Savient needs to deliver partner sooner rather than later


With US approval of gout therapy Krystexxa in the bag, the pressure is now on for Savient Pharmaceuticals to deliver a long-promised buyer. Shares in the company surged 23% to a 12-month high of $18.20 in early trade this morning in reaction to the FDA nod, which was announced last night.

This gives Savient a market value of $1.23bn, about the price that equity analysts are expecting in a takeout, although opinions differ fairly widely. Of course the only opinions that really matter are those of potential acquirers, and Savient is keeping tight-lipped on the sale process. The company has disappointed before on the deal front and shareholders will be hoping for a quick resolution, or nervousness is likely to creep in (Savient's broken promises cause share woe, September 30, 2008).

Approval as expected

As expected, Krystexxa has been approved with a black box warning regarding anaphylaxis and infusion reactions and a Risk Evaluation and Mitigation Strategy (REMS) (Event – Savient's future awaits in Krystexxa approval decision, August 20, 2010). The company has also committed to conducting a post-approval observational safety study in 500 patients treated for one year, to further evaluate the frequency and severity of infusion reactions and anaphylaxis, and to identify serious adverse events associated with the therapy.

Krystexxa is given as an intravenous infusion every two weeks, and will be reserved for a refractory group of gout patients who fail on conventional therapy. This will of course restrict market potential, one of the main reasons for different opinions on the value of this product. While some think only 25,000 US patients will opt to try the treatment, others reckon this number could be four or even eight times as large. How much the company can get away with charging is also a big swing factor, and again Savient is keeping pricing strategy close to its chest. Forecasts range from $25,000 to $100,000 a year.

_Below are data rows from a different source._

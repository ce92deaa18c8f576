// Play/pause state for stepping the ranking view through periods.
//
// The state only counts ticks. Which period is on screen is derived from the
// counter each time it is read, so stopping needs no cleanup.
use serde::Serialize;

use crate::types::Period;

#[derive(Debug, Clone, Copy, PartialEq, Eq, Default, Serialize)]
pub enum PlaybackStatus {
    #[default]
    Stopped,
    Playing,
}

#[derive(Debug, Clone, Copy, PartialEq, Eq, Default, Serialize)]
pub struct AnimationState {
    pub status: PlaybackStatus,
    pub tick_count: u64,
}

impl AnimationState {
    pub fn is_playing(&self) -> bool {
        self.status == PlaybackStatus::Playing
    }

    /// Index into a sequence of `len` periods: wraps while playing, always
    /// the first period while stopped.
    pub fn period_index(&self, len: usize) -> Option<usize> {
        if len == 0 {
            return None;
        }
        match self.status {
            PlaybackStatus::Playing => Some((self.tick_count % len as u64) as usize),
            PlaybackStatus::Stopped => Some(0),
        }
    }

    pub fn current_period(&self, periods: &[Period]) -> Option<Period> {
        self.period_index(periods.len()).map(|i| periods[i])
    }

    /// The period a rank delta compares against: the one before the current
    /// period, only while playing and not on the first period.
    pub fn previous_period(&self, periods: &[Period]) -> Option<Period> {
        if !self.is_playing() {
            return None;
        }
        match self.period_index(periods.len()) {
            Some(i) if i > 0 => Some(periods[i - 1]),
            _ => None,
        }
    }
}

/// Driver-facing wrapper. An external timer calls [`Animation::tick`] once per
/// interval and a play/pause control calls [`Animation::toggle`].
#[derive(Debug, Clone, Default)]
pub struct Animation {
    state: AnimationState,
}

impl Animation {
    pub fn new() -> Self {
        Self::default()
    }

    pub fn state(&self) -> AnimationState {
        self.state
    }

    /// Flip between stopped and playing. The tick counter is kept.
    pub fn toggle(&mut self) -> AnimationState {
        self.state.status = match self.state.status {
            PlaybackStatus::Stopped => PlaybackStatus::Playing,
            PlaybackStatus::Playing => PlaybackStatus::Stopped,
        };
        self.state
    }

    /// Advance one tick; ignored while stopped.
    pub fn tick(&mut self) -> AnimationState {
        if self.state.is_playing() {
            self.state.tick_count += 1;
        }
        self.state
    }

    pub fn current_period(&self, periods: &[Period]) -> Option<Period> {
        self.state.current_period(periods)
    }

    pub fn previous_period(&self, periods: &[Period]) -> Option<Period> {
        self.state.previous_period(periods)
    }
}

#[cfg(test)]
mod tests {
    use super::*;

    fn years() -> Vec<Period> {
        (2018..=2024).collect()
    }

    #[test]
    fn starts_stopped_at_zero() {
        let a = Animation::new();
        assert_eq!(a.state().status, PlaybackStatus::Stopped);
        assert_eq!(a.state().tick_count, 0);
        assert_eq!(a.current_period(&years()), Some(2018));
    }

    #[test]
    fn stopped_always_shows_first_period() {
        let state = AnimationState {
            status: PlaybackStatus::Stopped,
            tick_count: 7,
        };
        assert_eq!(state.current_period(&years()), Some(2018));
        assert_eq!(state.previous_period(&years()), None);
    }

    #[test]
    fn playing_wraps_around() {
        let mut a = Animation::new();
        a.toggle();
        for _ in 0..8 {
            a.tick();
        }
        assert_eq!(a.state().tick_count, 8);
        assert_eq!(a.current_period(&years()), Some(2019));
        assert_eq!(a.previous_period(&years()), Some(2018));
    }

    #[test]
    fn tick_is_ignored_while_stopped() {
        let mut a = Animation::new();
        let s = a.tick();
        assert_eq!(s.tick_count, 0);
    }

    #[test]
    fn toggle_keeps_tick_count() {
        let mut a = Animation::new();
        a.toggle();
        a.tick();
        a.tick();
        a.tick();
        let stopped = a.toggle();
        assert_eq!(stopped.status, PlaybackStatus::Stopped);
        assert_eq!(stopped.tick_count, 3);
        assert_eq!(a.current_period(&years()), Some(2018));
        let resumed = a.toggle();
        assert_eq!(resumed.tick_count, 3);
        assert_eq!(a.current_period(&years()), Some(2021));
    }

    #[test]
    fn first_period_has_no_previous_even_when_playing() {
        let mut a = Animation::new();
        a.toggle();
        for _ in 0..7 {
            a.tick();
        }
        assert_eq!(a.current_period(&years()), Some(2018));
        assert_eq!(a.previous_period(&years()), None);
    }

    #[test]
    fn empty_sequence_has_no_period() {
        let mut a = Animation::new();
        assert_eq!(a.current_period(&[]), None);
        a.toggle();
        a.tick();
        assert_eq!(a.current_period(&[]), None);
    }
}
// Console front-end for the claims analytics core.
//
// - Option [1] loads the four dataset files and prints load diagnostics.
// - Option [2] builds the trend, breakdown, top-N and detail reports, exports
//   them as CSV and writes a JSON summary.
// - Option [3] plays the therapy-class ranking animation once through the
//   configured periods.
use claims_dashboard::config::DashboardConfig;
use claims_dashboard::delta::ranking_frame;
use claims_dashboard::growth::compute_growth_by_entity;
use claims_dashboard::loader::{self, DataStore};
use claims_dashboard::metrics::{derive_metrics, MetricId};
use claims_dashboard::output;
use claims_dashboard::playback::Animation;
use claims_dashboard::ranking::{rank_top_n, RankQuery};
use claims_dashboard::reports;
use claims_dashboard::types::{Dataset, Period};
use claims_dashboard::util;
use log::{error, info, warn};
use once_cell::sync::Lazy;
use std::io::{self, Write};
use std::sync::{Mutex, PoisonError};
use std::thread;
use std::time::Duration;

// Loaded once, reused by every report run in the session.
static APP_STATE: Lazy<Mutex<AppState>> = Lazy::new(|| Mutex::new(AppState { data: None }));

struct AppState {
    data: Option<DataStore>,
}

/// `None` once stdin is closed.
fn prompt(label: &str) -> Option<String> {
    print!("{}", label);
    let _ = io::stdout().flush();
    util::read_answer(&mut io::stdin().lock())
}

fn read_choice() -> Option<String> {
    prompt("Enter choice: ")
}

/// Ask for a metric; an empty answer means Cost.
fn read_metric() -> Option<MetricId> {
    loop {
        let answer = prompt("Metric (Claimants, Volumes, Cost, Cost_Per_Claimant, ...) [Cost]: ")?;
        if answer.is_empty() {
            return Some(MetricId::Cost);
        }
        match answer.parse::<MetricId>() {
            Ok(m) => return Some(m),
            Err(e) => println!("{}", e),
        }
    }
}

/// Ask which dataset the detail table shows; an empty answer means generic.
fn read_dataset() -> Option<Dataset> {
    loop {
        let answer = prompt("Detail table dataset (province, generic, therapy) [generic]: ")?;
        if answer.is_empty() {
            return Some(Dataset::Generic);
        }
        match answer.parse::<Dataset>() {
            Ok(d) => return Some(d),
            Err(e) => println!("{}", e),
        }
    }
}

fn prompt_back_to_menu() -> bool {
    loop {
        let Some(answer) = prompt("Back to Report Selection (Y/N): ") else {
            return false;
        };
        match answer.to_uppercase().as_str() {
            "Y" => return true,
            "N" => return false,
            _ => println!("Invalid choice. Please enter Y or N."),
        }
    }
}

fn loaded_data() -> Option<DataStore> {
    let state = APP_STATE.lock().unwrap_or_else(PoisonError::into_inner);
    state.data.clone()
}

fn handle_load(config: &DashboardConfig) {
    match DataStore::load_dir(&config.data_dir) {
        Ok((store, load_reports)) => {
            for (dataset, r) in &load_reports {
                println!(
                    "{}: {} rows loaded ({} skipped, {} duplicates rejected)",
                    dataset.file_name(),
                    util::format_int(r.loaded_rows),
                    util::format_int(r.parse_errors),
                    util::format_int(r.duplicates)
                );
            }
            let insurers = loader::insurers(store.get(Dataset::Annual));
            println!("Insurers available: {}\n", insurers.join(", "));
            let mut state = APP_STATE.lock().unwrap_or_else(PoisonError::into_inner);
            state.data = Some(store);
        }
        Err(e) => {
            error!("load failed: {}", e);
            eprintln!("Failed to load data from {}: {}\n", config.data_dir.display(), e);
        }
    }
}

fn export<T: serde::Serialize>(config: &DashboardConfig, file: &str, rows: &[T]) {
    if let Err(e) = output::write_csv(&config.output_dir.join(file), rows) {
        error!("write error for {}: {}", file, e);
    }
}

fn print_series<F>(series: &reports::TrendSeries, fmt: F)
where
    F: Fn(f64) -> String,
{
    let points: Vec<String> = series
        .points
        .iter()
        .map(|(p, v)| format!("{} {}", p, fmt(*v)))
        .collect();
    println!("  {:<24} {}", series.name, points.join(" | "));
}

/// Base period and up to two earlier periods to compare it with.
fn comparison_window(periods: &[Period]) -> Option<(Period, Vec<Period>)> {
    let (&base, earlier) = periods.split_last()?;
    let compare = earlier.iter().rev().take(2).copied().collect();
    Some((base, compare))
}

fn handle_generate_reports(config: &DashboardConfig) {
    let Some(data) = loaded_data() else {
        println!("Error: No data loaded. Please load the data files first (option 1).\n");
        return;
    };
    let group = config.group.key();
    let Some(metric) = read_metric() else {
        return;
    };
    println!("\nGenerating reports for {}...\n", config.group);

    let annual = derive_metrics(data.get(Dataset::Annual));
    let growth = compute_growth_by_entity(&annual);
    let annual_rows = reports::annual_trend_rows(&growth, group);
    output::preview_table(
        &format!("Annual Trends - {}", config.group),
        Some("growth against the previous year"),
        &annual_rows,
        annual_rows.len(),
    );
    export(config, "annual_trends.csv", &annual_rows);

    if let Some(latest) = reports::latest_summary(&growth, group) {
        println!("Latest Year Summary ({})", latest.record.period);
        for m in MetricId::ALL {
            println!(
                "  {:<20} {:>16} {}",
                m.label(),
                util::format_metric(m, m.value(&latest.record)),
                util::format_growth(latest.growth.get(m))
            );
        }
    }

    println!("\nNormalized Trends (First Year = 1)");
    let base_metrics = [MetricId::Claimants, MetricId::Volumes, MetricId::Cost];
    for series in reports::normalized_trend(&annual, group, group, &base_metrics) {
        print_series(&series, |v| util::format_number(v, 2));
    }

    let provinces = derive_metrics(data.get(Dataset::Province));
    if let Some(&latest) = loader::periods(data.get(Dataset::Province)).last() {
        let rows = reports::period_breakdown_rows(&provinces, group, latest, metric);
        output::preview_table(
            &format!("{} by Province in {} - {}", metric, latest, config.group),
            Some("every province, highest first"),
            &rows,
            rows.len(),
        );
        export(config, "province_breakdown.csv", &rows);
    }

    println!("\nTop {} Provinces Trend - {}", config.trend_top_k, metric);
    let top_provinces = reports::top_k_trend(&provinces, group, metric, config.trend_top_k);
    for series in &top_provinces {
        print_series(series, |v| util::format_metric(metric, v));
    }
    if let Some(leader) = top_provinces.first() {
        if let Some(t) = reports::entity_trend(&provinces, &annual, group, &leader.name, metric) {
            println!("\n{} vs Overall Average", leader.name);
            print_series(&t.entity, |v| util::format_metric(metric, v));
            print_series(&t.benchmark, |v| util::format_metric(metric, v));
            let growth: Vec<String> = t
                .growth
                .iter()
                .filter_map(|(p, g)| g.and_then(util::finite).map(|g| format!("{} {:.1}%", p, g)))
                .collect();
            println!("  {:<24} {}", "Growth", growth.join(" | "));
        }
    }

    for (dataset, file) in [
        (Dataset::Generic, "top_generic_names.csv"),
        (Dataset::Therapy, "top_therapy_classes.csv"),
    ] {
        let records = derive_metrics(data.get(dataset));
        let periods = loader::periods(data.get(dataset));
        let Some((base, compare)) = comparison_window(&periods) else {
            warn!("{} has no periods to rank", dataset.file_name());
            continue;
        };
        let query = RankQuery::new(group, base, metric)
            .top(config.top_n)
            .compare_with(compare);
        let top = rank_top_n(&records, &query);
        let rows = reports::top_entity_rows(&top, metric);
        output::preview_table(
            &format!(
                "Top {} {} by Cost - {} ({}) - {}",
                config.top_n,
                dataset.entity_label(),
                metric,
                base,
                config.group
            ),
            Some("ascending by the selected metric; share is of total cost"),
            &rows,
            rows.len(),
        );
        export(config, file, &rows);

        if dataset == Dataset::Therapy {
            println!("Movement of Top {} Therapy Classes - {}", config.top_n, metric);
            for series in reports::movement_series(&records, group, base, metric, config.top_n) {
                print_series(&series, |v| util::format_metric(metric, v));
            }
            println!();
        }
    }

    if let Some(dataset) = read_dataset() {
        let records = derive_metrics(data.get(dataset));
        if let Some(&latest) = loader::periods(data.get(dataset)).last() {
            let rows = reports::period_detail_rows(&records, group, latest);
            output::preview_table(
                &format!("{} Detail - {} ({})", dataset.entity_label(), latest, config.group),
                None,
                &rows,
                rows.len(),
            );
            let stem = dataset.file_name().trim_end_matches(".csv");
            export(config, &format!("{}_detail.csv", stem), &rows);
        }
    }

    let summary = reports::generate_summary(&data, group);
    let summary_path = config.output_dir.join("summary.json");
    if let Err(e) = output::write_json(&summary_path, &summary) {
        error!("write error for summary: {}", e);
    }
    info!("reports generated for {}", config.group);
}

fn handle_play_animation(config: &DashboardConfig) {
    let Some(data) = loaded_data() else {
        println!("Error: No data loaded. Please load the data files first (option 1).\n");
        return;
    };
    let Some(metric) = read_metric() else {
        return;
    };
    let group = config.group.key();
    let therapy = derive_metrics(data.get(Dataset::Therapy));
    let periods = config.playback_periods();

    let mut animation = Animation::new();
    animation.toggle();
    for step in 0..periods.len() {
        if step > 0 {
            thread::sleep(Duration::from_millis(config.tick_ms));
            animation.tick();
        }
        let Some(period) = animation.current_period(&periods) else {
            break;
        };
        let frame = ranking_frame(
            &therapy,
            group,
            metric,
            period,
            animation.previous_period(&periods),
            config.ranking_depth,
        );
        output::preview_table(
            &format!("Therapy Class Rankings by {} in {} - {}", metric, period, config.group),
            None,
            &frame.rows(),
            config.ranking_depth,
        );
    }
    let stopped = animation.toggle();
    info!("animation stopped after {} ticks", stopped.tick_count);
    if let Some(first) = animation.current_period(&periods) {
        println!("Animation stopped. Year: {}\n", first);
    }
}

fn main() {
    env_logger::init();
    let config = match DashboardConfig::from_env() {
        Ok(c) => c,
        Err(e) => {
            eprintln!("Configuration error: {}", e);
            std::process::exit(2);
        }
    };
    info!("using data directory {}", config.data_dir.display());

    loop {
        println!("Claims Dashboard ({})", config.group);
        println!("[1] Load the data files");
        println!("[2] Generate Reports");
        println!("[3] Play Therapy Ranking Animation\n");
        let Some(choice) = read_choice() else {
            println!("\nInput closed. Exiting the program.");
            break;
        };
        match choice.as_str() {
            "1" => handle_load(&config),
            "2" | "3" => {
                println!();
                if choice == "2" {
                    handle_generate_reports(&config);
                } else {
                    handle_play_animation(&config);
                }
                if !prompt_back_to_menu() {
                    println!("Exiting the program.");
                    break;
                }
            }
            _ => println!("Invalid choice. Please enter 1, 2 or 3.\n"),
        }
    }
}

It is also debatable how big a competitive threat other gout treatments, such as Takeda’s Uloric and RDEA594 from Ardea Biosciences, will pose.

As a result sales forecasts range very widely for Krystexxa. At the pessimistic end sits Jefferies with sales of $122m by 2014, whilst JP Morgan reckons the drug could be selling more than three times as much by then, and has a forecast of $410m that year.

Reasonable price

What Savient has confirmed is that the drug will be available in the US later this year. Shareholders will be really hoping this means a takeover is close; launching without a partner will not be taken as a good omen.

The share price rise today points to optimism that this will happen soon, although the stock market does not appear to share the optimism of all analysts. Leerink Swann lifted its target to $22 from $18 this morning, while JP Morgan was already on $20. Collins Stewart has put a range of $20 to $25 a share for any takeout. Jefferies remains doubtful, lifting its bottom-of-the-range target to $8, from $6.

The net present value of Krystexxa, based on a consensus of sales of $282m in 2016, is $925m, according to EvaluatePharmas NPV Analyzer. This is equal to $13.68 per share.

Assuming potential acquirers hold a similar view of the market potential of Krystexxa and that the current price includes some takeover premium, a bid of around $18 looks achievable. But if nothing emerges in the next couple of months, that price will start looking optimistic.